Valentino Rossi, en el podio de Assen. /Vincent Jannink (Efe)
Valentino Rossi, en el podio de Assen. / Vincent Jannink (Efe)

El italiano logra la victoria por delante de Petrucci y Márquez. Dovizioso se coloca líder tras la caída de Viñales

BORJA GONZÁLEZASSEN

«Tiene mucha experiencia en gestionar carreras de este tipo. Seguro que en todos los años que lleva en el Mundial se ha encontrado muchas veces en esta situación aquí en Holanda, con la lluvia, y lo tiene muy interiorizado, sabe qué hacer en cada situación». Marc Márquez se consoló tras la victoria de Valentino Rossi en Assen con que no había sido una carrera rápida, más una de esas de saber interpretar las condiciones, lo que mantiene su creencia de que a velocidad pura el italiano está un pasito por detrás de él mismo o de Maverick Viñales. Y, es cierto, la de MotoGP fue una de esas carreras tensas, una de esas decidida por la capacidad de los pilotos de interpretar las situaciones de riesgo, las que dejó la lluvia que comenzó a caer en el último cuarto de la prueba.

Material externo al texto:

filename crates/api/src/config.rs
//! Application configuration loaded from environment variables.

/// Server configuration with sensible defaults.
///
/// Reads from environment variables:
/// - `HOST` — bind address (default: `"0.0.0.0"`)
/// - `PORT` — listen port (default: `3000`)
/// - `RUST_LOG` — tracing filter directive (default: `"info"`)
/// - `DATABASE_URL` — PostgreSQL URL; absent means the in-memory store
/// - `MAX_ORDER_CANCEL_DAYS` — cancellation window (default: `3`)
/// - `CART_ENFORCE_INVENTORY` — refuse cart adds beyond stock (default: off)
#[derive(Debug, Clone)]
pub struct Config {
    pub host: String,
    pub port: u16,
    pub log_level: String,
    pub database_url: Option<String>,
    pub max_cancel_days: i64,
    pub enforce_cart_inventory: bool,
}

impl Config {
    /// Loads configuration from environment variables, falling back to defaults.
    pub fn from_env() -> Self {
        Self {
            host: std::env::var("HOST").unwrap_or_else(|_| "0.0.0.0".to_string()),
            port: std::env::var("PORT")
                .ok()
                .and_then(|p| p.parse().ok())
                .unwrap_or(3000),
            log_level: std::env::var("RUST_LOG").unwrap_or_else(|_| "info".to_string()),
            database_url: std::env::var("DATABASE_URL").ok(),
            max_cancel_days: std::env::var("MAX_ORDER_CANCEL_DAYS")
                .ok()
                .and_then(|d| d.parse().ok())
                .unwrap_or(3),
            enforce_cart_inventory: std::env::var("CART_ENFORCE_INVENTORY")
                .ok()
                .and_then(|v| v.parse().ok())
                .unwrap_or(false),
        }
    }

    /// Returns the `"host:port"` bind address string.
    pub fn addr(&self) -> String {
        format!("{}:{}", self.host, self.port)
    }
}

impl Default for Config {
    fn default() -> Self {
        Self {
            host: "0.0.0.0".to_string(),
            port: 3000,
            log_level: "info".to_string(),
            database_url: None,
            max_cancel_days: 3,
            enforce_cart_inventory: false,
        }
    }
}
//! HTTP route handlers.

pub mod carts;
pub mod health;
pub mod metrics;
pub mod orders;
pub mod products;

use axum::Json;
use domain::{CartService, CatalogService, OrderService};
use serde::Serialize;

/// Shared application state accessible from all handlers.
pub struct AppState<S> {
    pub carts: CartService<S>,
    pub orders: OrderService<S>,
    pub catalog: CatalogService<S>,
}

/// Success envelope: `{error: null, message, data}`, the mirror image of the
/// failure body produced by [`crate::error::ApiError`].
pub(crate) fn success(message: &str, data: impl Serialize) -> Json<serde_json::Value> {
    Json(serde_json::json!({
        "error": null,
        "message": message,
        "data": data,
    }))
}
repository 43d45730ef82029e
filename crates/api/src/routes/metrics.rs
//! Prometheus metrics endpoint.

use axum::extract::State;
use axum::http::StatusCode;
use axum::response::IntoResponse;
use metrics_exporter_prometheus::PrometheusHandle;

/// GET /metrics — returns Prometheus-formatted metrics.
pub async fn get(State(handle): State<PrometheusHandle>) -> impl IntoResponse {
    (
        StatusCode::OK,
        [(
            axum::http::header::CONTENT_TYPE,
            "text/plain; version=0.0.4; charset=utf-8",
        )],
        handle.render(),
    )
}
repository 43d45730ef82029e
//! Domain error types.

use store::StoreError;
use thiserror::Error;

/// Errors that can occur during domain operations.
///
/// The first four variants are domain errors and propagate to the caller
/// unchanged; `Store` covers unexpected persistence failures and maps to an
/// internal error at the HTTP boundary.
#[derive(Debug, Error)]
pub enum CommerceError {
    /// A referenced cart, order, product, or line is missing.
    #[error("{0}")]
    NotFound(String),

    /// The request is well-formed but violates a business rule.
    #[error("{0}")]
    BadRequest(String),

    /// No authenticated principal.
    #[error("authentication required")]
    Unauthorized,

    /// The principal is neither the resource owner nor an admin.
    #[error("access denied")]
    Forbidden,

    /// An unexpected error occurred in the store.
    #[error("store error: {0}")]
    Store(StoreError),
}

impl From<StoreError> for CommerceError {
    fn from(e: StoreError) -> Self {
        match e {
            // A concurrent placement won the race for the last units; this
            // is a user-fixable stock condition, not an internal failure.
            StoreError::InsufficientInventory { product_id } => CommerceError::BadRequest(
                format!("Inventory is not enough for product: {product_id}"),
            ),
            // A concurrent cancellation committed first; same answer the
            // service pre-check gives.
            StoreError::AlreadyCancelled { .. } => {
                CommerceError::BadRequest("Order already cancelled".into())
            }
            other => CommerceError::Store(other),
        }
    }
}
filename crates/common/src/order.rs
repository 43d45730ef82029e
//! Order aggregate types.

use chrono::NaiveDate;
use serde::{Deserialize, Serialize};

use crate::money::Money;
use crate::types::{OrderId, ProductId, UserId};

/// Status of an order.
///
/// Only two states are reachable: orders are created `Pending` and the
/// single modelled transition is cancellation, which is terminal.
#[derive(Debug, Clone, Copy, PartialEq, Eq, Serialize, Deserialize)]
pub enum OrderStatus {
    Pending,
    Cancelled,
}

impl OrderStatus {
    /// Returns the status as a lowercase string (the persisted form).
    pub fn as_str(&self) -> &'static str {
        match self {
            OrderStatus::Pending => "pending",
            OrderStatus::Cancelled => "cancelled",
        }
    }

    /// Parses the persisted form back into a status.
    pub fn parse(s: &str) -> Option<Self> {
        match s {
            "pending" => Some(OrderStatus::Pending),
            "cancelled" => Some(OrderStatus::Cancelled),
            _ => None,
        }
    }
}

impl std::fmt::Display for OrderStatus {
    fn fmt(&self, f: &mut std::fmt::Formatter<'_>) -> std::fmt::Result {
        f.write_str(self.as_str())
    }
}

/// One product line within an order.
///
/// Created once at placement time and never mutated; `price` is the product
/// price at that instant, independent of the cart's earlier snapshot.
#[derive(Debug, Clone, PartialEq, Eq, Serialize, Deserialize)]
pub struct OrderItem {
    pub product_id: ProductId,
    /// Product name snapshot for display.
    pub product_name: String,
    pub quantity: u32,
    pub price: Money,
}

impl OrderItem {
    /// Creates a new order line.
    pub fn new(
        product_id: ProductId,
        product_name: impl Into<String>,
        quantity: u32,
        price: Money,
    ) -> Self {
        Self {
            product_id,
            product_name: product_name.into(),
            quantity,
            price,
        }
    }

    /// Returns the line total (`price × quantity`).
    pub fn total_price(&self) -> Money {
        self.price.multiply(self.quantity)
    }
}

/// An order created from a cart at purchase time.
///
/// Immutable except for `status`.
#[derive(Debug, Clone, PartialEq, Eq, Serialize, Deserialize)]
pub struct Order {
    pub id: OrderId,
    pub user_id: UserId,
    pub order_date: NaiveDate,
    pub status: OrderStatus,
    pub total: Money,
    pub items: Vec<OrderItem>,
}

impl Order {
    /// Creates a pending order dated `order_date` from prepared lines.
    pub fn new(user_id: UserId, order_date: NaiveDate, items: Vec<OrderItem>) -> Self {
        let total = items.iter().map(OrderItem::total_price).sum();
        Self {
            id: OrderId::new(),
            user_id,
            order_date,
            status: OrderStatus::Pending,
            total,
            items,
        }
    }

    /// Returns true if the order has been cancelled.
    pub fn is_cancelled(&self) -> bool {
        self.status == OrderStatus::Cancelled
    }

    /// Days elapsed between the order date and `today`.
    pub fn days_since_order(&self, today: NaiveDate) -> i64 {
        (today - self.order_date).num_days()
    }
}

#[cfg(test)]
mod tests {
    use super::*;

    fn date(y: i32, m: u32, d: u32) -> NaiveDate {
        NaiveDate::from_ymd_opt(y, m, d).unwrap()
    }

    #[test]
    fn new_order_totals_lines_and_starts_pending() {
        let items = vec![
            OrderItem::new(ProductId::new(), "Widget", 2, Money::from_cents(1000)),
            OrderItem::new(ProductId::new(), "Gadget", 1, Money::from_cents(500)),
        ];
        let order = Order::new(UserId::new(), date(2026, 8, 27), items);

        assert_eq!(order.status, OrderStatus::Pending);
        assert_eq!(order.total.cents(), 2500);
        assert!(!order.is_cancelled());
    }

    #[test]
    fn days_since_order() {
        let order = Order::new(UserId::new(), date(2026, 8, 23), vec![]);
        assert_eq!(order.days_since_order(date(2026, 8, 27)), 4);
        assert_eq!(order.days_since_order(date(2026, 8, 23)), 0);
    }

    #[test]
    fn status_persisted_form_roundtrip() {
        for status in [OrderStatus::Pending, OrderStatus::Cancelled] {
            assert_eq!(OrderStatus::parse(status.as_str()), Some(status));
        }
        assert_eq!(OrderStatus::parse("shipped"), None);
    }
}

Una carrera tensa e intensa, con un grupo de cuatro pilotos peleando por la victoria: los dos mencionados, Rossi y Márquez, más las dos sorpresas de este 2017, el debutante Johann Zarco, que se permitió el lujo de liderar las once primeras vueltas aprovechando su primer puesto en la parrilla de salida, y Danilo Petrucci, que en Mugello había subido al podio.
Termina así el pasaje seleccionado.